** EXCERPTED RECORDS follows **

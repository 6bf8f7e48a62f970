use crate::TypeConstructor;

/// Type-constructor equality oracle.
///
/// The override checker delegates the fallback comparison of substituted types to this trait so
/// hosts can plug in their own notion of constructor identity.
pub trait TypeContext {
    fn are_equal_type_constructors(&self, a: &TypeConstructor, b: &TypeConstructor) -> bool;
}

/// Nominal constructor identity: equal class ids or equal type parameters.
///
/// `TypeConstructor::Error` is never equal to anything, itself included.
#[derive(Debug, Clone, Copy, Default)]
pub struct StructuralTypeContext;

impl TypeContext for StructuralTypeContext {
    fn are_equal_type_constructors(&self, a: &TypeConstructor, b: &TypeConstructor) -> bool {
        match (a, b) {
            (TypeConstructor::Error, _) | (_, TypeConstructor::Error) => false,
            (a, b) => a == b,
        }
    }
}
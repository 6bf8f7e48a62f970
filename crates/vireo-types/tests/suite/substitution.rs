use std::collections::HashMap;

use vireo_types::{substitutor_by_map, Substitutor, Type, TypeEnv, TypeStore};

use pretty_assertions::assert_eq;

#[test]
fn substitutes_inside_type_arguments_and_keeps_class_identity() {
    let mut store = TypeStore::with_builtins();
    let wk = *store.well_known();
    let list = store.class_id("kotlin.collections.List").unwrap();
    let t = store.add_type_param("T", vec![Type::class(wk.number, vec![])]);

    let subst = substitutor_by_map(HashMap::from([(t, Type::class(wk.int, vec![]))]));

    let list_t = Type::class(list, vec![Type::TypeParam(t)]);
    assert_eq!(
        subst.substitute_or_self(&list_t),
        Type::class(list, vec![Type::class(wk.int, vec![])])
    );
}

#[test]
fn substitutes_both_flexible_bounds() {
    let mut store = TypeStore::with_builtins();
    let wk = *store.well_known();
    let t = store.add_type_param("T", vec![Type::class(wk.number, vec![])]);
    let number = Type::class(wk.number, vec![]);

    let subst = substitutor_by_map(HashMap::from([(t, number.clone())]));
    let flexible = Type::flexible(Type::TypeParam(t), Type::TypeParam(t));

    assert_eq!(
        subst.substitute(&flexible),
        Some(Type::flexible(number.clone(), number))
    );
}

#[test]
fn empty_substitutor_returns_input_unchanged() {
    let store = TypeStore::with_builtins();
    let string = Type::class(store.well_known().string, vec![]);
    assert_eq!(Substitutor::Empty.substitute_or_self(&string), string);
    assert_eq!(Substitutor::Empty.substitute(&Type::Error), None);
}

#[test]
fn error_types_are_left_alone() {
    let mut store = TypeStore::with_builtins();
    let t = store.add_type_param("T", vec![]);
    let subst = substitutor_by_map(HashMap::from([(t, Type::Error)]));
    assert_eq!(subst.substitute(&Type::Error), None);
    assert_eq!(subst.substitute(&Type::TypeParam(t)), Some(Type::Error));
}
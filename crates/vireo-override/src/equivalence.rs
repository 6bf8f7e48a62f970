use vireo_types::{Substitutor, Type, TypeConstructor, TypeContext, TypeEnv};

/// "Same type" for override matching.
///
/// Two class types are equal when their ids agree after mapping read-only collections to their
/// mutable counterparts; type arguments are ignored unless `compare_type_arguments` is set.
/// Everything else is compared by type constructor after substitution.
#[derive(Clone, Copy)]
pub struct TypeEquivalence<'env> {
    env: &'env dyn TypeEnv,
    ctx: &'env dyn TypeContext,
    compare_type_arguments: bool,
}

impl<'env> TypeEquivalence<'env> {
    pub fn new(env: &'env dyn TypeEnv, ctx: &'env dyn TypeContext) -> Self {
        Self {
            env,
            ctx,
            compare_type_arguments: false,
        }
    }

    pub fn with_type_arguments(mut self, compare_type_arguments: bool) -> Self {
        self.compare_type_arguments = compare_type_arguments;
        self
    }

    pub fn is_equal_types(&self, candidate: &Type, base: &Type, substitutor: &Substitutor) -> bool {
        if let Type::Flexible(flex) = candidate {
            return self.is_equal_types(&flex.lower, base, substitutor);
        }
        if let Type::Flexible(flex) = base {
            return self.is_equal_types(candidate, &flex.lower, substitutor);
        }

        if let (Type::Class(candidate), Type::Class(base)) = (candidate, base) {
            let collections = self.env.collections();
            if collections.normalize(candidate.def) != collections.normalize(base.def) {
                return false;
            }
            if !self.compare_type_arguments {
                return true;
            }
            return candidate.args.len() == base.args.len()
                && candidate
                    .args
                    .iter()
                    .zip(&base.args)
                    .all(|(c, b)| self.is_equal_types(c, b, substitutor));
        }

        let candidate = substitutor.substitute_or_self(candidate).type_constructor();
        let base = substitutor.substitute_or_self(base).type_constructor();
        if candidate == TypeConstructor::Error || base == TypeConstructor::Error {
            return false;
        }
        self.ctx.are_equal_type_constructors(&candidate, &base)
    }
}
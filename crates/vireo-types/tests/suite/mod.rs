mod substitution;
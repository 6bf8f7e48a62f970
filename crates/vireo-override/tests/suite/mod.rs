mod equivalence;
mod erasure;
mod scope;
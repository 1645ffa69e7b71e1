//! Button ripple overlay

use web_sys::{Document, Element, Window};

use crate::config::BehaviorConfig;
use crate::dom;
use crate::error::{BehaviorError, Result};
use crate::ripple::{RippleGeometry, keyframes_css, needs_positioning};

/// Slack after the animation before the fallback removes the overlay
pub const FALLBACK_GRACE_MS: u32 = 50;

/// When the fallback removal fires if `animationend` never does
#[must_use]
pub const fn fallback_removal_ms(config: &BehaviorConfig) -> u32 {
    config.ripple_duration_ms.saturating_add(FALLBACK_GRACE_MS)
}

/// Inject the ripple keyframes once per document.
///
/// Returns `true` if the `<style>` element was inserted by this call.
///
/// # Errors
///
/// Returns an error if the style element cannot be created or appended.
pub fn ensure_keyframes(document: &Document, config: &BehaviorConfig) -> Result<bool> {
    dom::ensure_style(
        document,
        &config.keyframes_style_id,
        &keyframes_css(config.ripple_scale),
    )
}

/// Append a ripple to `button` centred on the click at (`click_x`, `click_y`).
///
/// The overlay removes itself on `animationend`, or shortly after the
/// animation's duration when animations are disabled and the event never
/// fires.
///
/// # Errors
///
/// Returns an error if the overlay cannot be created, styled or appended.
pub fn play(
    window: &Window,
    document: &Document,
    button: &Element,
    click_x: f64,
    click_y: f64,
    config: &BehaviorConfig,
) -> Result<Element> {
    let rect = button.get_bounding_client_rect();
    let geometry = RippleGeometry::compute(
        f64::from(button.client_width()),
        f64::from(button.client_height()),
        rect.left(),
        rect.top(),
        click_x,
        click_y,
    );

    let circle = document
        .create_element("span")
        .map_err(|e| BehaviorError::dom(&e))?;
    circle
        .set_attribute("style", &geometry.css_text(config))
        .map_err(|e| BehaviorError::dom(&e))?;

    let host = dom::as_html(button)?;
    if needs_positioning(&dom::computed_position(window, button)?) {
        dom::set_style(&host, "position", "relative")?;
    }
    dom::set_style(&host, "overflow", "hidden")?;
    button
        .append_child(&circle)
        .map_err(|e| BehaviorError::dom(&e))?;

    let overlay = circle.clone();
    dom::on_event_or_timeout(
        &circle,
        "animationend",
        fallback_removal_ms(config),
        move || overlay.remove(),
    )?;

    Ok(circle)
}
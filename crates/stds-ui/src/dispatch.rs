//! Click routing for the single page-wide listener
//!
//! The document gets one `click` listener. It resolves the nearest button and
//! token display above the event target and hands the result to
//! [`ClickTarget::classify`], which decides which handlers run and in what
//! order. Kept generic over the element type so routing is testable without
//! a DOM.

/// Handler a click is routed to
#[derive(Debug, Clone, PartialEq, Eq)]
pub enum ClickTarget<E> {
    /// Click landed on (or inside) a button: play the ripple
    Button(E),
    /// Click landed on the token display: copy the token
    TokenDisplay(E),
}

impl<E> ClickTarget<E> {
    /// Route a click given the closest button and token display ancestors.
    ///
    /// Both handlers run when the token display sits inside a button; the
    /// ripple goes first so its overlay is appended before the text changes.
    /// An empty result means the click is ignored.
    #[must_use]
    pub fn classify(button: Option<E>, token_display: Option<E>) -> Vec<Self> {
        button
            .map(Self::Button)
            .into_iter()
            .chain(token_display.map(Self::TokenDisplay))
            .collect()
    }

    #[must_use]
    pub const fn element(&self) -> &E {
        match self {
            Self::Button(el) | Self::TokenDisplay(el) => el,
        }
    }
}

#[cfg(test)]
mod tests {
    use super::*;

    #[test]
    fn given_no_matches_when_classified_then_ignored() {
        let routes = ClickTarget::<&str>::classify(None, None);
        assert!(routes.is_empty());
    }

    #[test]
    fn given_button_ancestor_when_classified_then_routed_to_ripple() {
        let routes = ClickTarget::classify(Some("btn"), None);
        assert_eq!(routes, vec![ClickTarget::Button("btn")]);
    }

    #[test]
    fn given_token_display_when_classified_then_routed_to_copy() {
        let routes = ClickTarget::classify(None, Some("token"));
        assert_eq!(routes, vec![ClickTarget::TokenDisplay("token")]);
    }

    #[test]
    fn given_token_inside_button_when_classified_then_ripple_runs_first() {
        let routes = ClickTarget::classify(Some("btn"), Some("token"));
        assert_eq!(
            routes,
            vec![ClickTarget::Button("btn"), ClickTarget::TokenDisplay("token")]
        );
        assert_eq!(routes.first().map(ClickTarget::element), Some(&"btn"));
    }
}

** End of EXCERPTED RECORDS **
** EXCERPTED RECORDS follows **

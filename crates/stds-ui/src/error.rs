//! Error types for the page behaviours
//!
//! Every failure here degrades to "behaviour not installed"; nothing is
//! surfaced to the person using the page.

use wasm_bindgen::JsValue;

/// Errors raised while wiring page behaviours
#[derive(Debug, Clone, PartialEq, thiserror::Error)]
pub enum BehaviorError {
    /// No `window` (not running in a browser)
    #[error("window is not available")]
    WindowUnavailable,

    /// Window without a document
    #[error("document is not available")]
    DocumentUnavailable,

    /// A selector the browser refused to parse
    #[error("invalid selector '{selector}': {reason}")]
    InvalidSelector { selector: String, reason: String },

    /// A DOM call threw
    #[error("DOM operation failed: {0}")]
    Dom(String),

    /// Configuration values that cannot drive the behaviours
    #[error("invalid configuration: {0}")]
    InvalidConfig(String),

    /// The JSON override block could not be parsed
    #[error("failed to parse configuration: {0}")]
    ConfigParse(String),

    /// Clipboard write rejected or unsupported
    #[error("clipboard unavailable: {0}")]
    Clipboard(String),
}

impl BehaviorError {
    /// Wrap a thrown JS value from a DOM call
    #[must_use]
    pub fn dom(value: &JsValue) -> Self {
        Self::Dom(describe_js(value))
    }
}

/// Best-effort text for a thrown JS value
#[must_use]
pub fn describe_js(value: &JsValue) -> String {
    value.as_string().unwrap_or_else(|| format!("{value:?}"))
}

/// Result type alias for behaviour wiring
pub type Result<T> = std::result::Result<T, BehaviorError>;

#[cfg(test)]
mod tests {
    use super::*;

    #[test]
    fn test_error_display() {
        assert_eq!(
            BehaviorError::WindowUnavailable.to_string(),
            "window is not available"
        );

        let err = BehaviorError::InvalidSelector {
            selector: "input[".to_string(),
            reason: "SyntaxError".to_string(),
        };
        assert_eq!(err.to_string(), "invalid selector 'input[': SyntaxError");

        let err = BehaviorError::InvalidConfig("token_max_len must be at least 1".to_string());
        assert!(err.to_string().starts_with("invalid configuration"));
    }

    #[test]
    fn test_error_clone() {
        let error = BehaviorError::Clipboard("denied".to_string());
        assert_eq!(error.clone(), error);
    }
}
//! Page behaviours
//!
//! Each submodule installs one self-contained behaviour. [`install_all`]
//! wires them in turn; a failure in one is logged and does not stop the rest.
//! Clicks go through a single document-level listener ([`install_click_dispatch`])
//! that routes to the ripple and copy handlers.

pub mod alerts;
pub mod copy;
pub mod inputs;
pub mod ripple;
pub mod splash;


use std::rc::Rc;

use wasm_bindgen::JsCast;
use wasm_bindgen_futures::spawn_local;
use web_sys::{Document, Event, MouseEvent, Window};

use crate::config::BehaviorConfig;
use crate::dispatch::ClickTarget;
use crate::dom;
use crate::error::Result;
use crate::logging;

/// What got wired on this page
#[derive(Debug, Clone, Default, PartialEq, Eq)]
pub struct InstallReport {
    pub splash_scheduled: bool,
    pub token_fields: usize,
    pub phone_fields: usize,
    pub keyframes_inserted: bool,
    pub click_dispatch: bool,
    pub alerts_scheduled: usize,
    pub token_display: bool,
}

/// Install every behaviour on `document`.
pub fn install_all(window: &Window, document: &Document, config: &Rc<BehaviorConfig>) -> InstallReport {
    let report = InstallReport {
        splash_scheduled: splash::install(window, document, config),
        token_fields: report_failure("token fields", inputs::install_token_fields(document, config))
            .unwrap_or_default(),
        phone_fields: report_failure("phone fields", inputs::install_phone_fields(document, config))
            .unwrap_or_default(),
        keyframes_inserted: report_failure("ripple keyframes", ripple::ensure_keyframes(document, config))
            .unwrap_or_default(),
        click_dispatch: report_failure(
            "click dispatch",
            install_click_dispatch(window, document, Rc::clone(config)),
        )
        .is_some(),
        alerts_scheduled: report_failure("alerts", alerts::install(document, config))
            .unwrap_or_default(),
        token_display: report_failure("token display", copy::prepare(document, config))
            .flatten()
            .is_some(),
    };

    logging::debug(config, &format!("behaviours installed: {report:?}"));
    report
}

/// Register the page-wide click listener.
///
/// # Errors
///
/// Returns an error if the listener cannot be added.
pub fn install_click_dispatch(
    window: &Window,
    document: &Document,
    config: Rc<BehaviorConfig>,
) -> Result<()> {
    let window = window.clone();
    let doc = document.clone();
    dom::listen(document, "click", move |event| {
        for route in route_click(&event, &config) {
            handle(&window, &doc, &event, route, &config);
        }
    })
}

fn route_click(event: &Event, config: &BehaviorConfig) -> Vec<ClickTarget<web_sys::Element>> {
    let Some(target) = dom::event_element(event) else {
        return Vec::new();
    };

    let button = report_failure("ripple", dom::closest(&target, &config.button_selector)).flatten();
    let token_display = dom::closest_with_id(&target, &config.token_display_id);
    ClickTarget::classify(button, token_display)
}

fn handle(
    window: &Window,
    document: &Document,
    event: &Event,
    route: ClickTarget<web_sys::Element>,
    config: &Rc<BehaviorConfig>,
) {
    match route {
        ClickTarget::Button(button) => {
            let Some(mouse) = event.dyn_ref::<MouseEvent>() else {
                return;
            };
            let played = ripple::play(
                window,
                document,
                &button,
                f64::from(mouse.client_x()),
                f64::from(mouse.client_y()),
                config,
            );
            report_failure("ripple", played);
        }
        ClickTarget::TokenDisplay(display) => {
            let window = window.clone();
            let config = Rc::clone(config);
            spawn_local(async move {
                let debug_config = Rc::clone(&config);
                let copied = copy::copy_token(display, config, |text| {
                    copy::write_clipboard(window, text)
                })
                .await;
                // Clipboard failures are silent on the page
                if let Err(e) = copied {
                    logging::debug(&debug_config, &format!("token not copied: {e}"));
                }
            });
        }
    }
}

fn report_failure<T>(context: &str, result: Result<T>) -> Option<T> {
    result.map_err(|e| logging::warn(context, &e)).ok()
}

** End of EXCERPTED RECORDS **

[EXERCISE] Reproduce the lines above, beginning at the line with "pub const FALLBACK_GRACE_MS: u32 = 50;" and stopping after the line with "let circle = document", exactly as they are.

[RESPONSE FOR THIS EXERCISE]
pub const FALLBACK_GRACE_MS: u32 = 50;

/// When the fallback removal fires if `animationend` never does
#[must_use]
pub const fn fallback_removal_ms(config: &BehaviorConfig) -> u32 {
    config.ripple_duration_ms.saturating_add(FALLBACK_GRACE_MS)
}

/// Inject the ripple keyframes once per document.
///
/// Returns `true` if the `<style>` element was inserted by this call.
///
/// # Errors
///
/// Returns an error if the style element cannot be created or appended.
pub fn ensure_keyframes(document: &Document, config: &BehaviorConfig) -> Result<bool> {
    dom::ensure_style(
        document,
        &config.keyframes_style_id,
        &keyframes_css(config.ripple_scale),
    )
}

/// Append a ripple to `button` centred on the click at (`click_x`, `click_y`).
///
/// The overlay removes itself on `animationend`, or shortly after the
/// animation's duration when animations are disabled and the event never
/// fires.
///
/// # Errors
///
/// Returns an error if the overlay cannot be created, styled or appended.
pub fn play(
    window: &Window,
    document: &Document,
    button: &Element,
    click_x: f64,
    click_y: f64,
    config: &BehaviorConfig,
) -> Result<Element> {
    let rect = button.get_bounding_client_rect();
    let geometry = RippleGeometry::compute(
        f64::from(button.client_width()),
        f64::from(button.client_height()),
        rect.left(),
        rect.top(),
        click_x,
        click_y,
    );

    let circle = document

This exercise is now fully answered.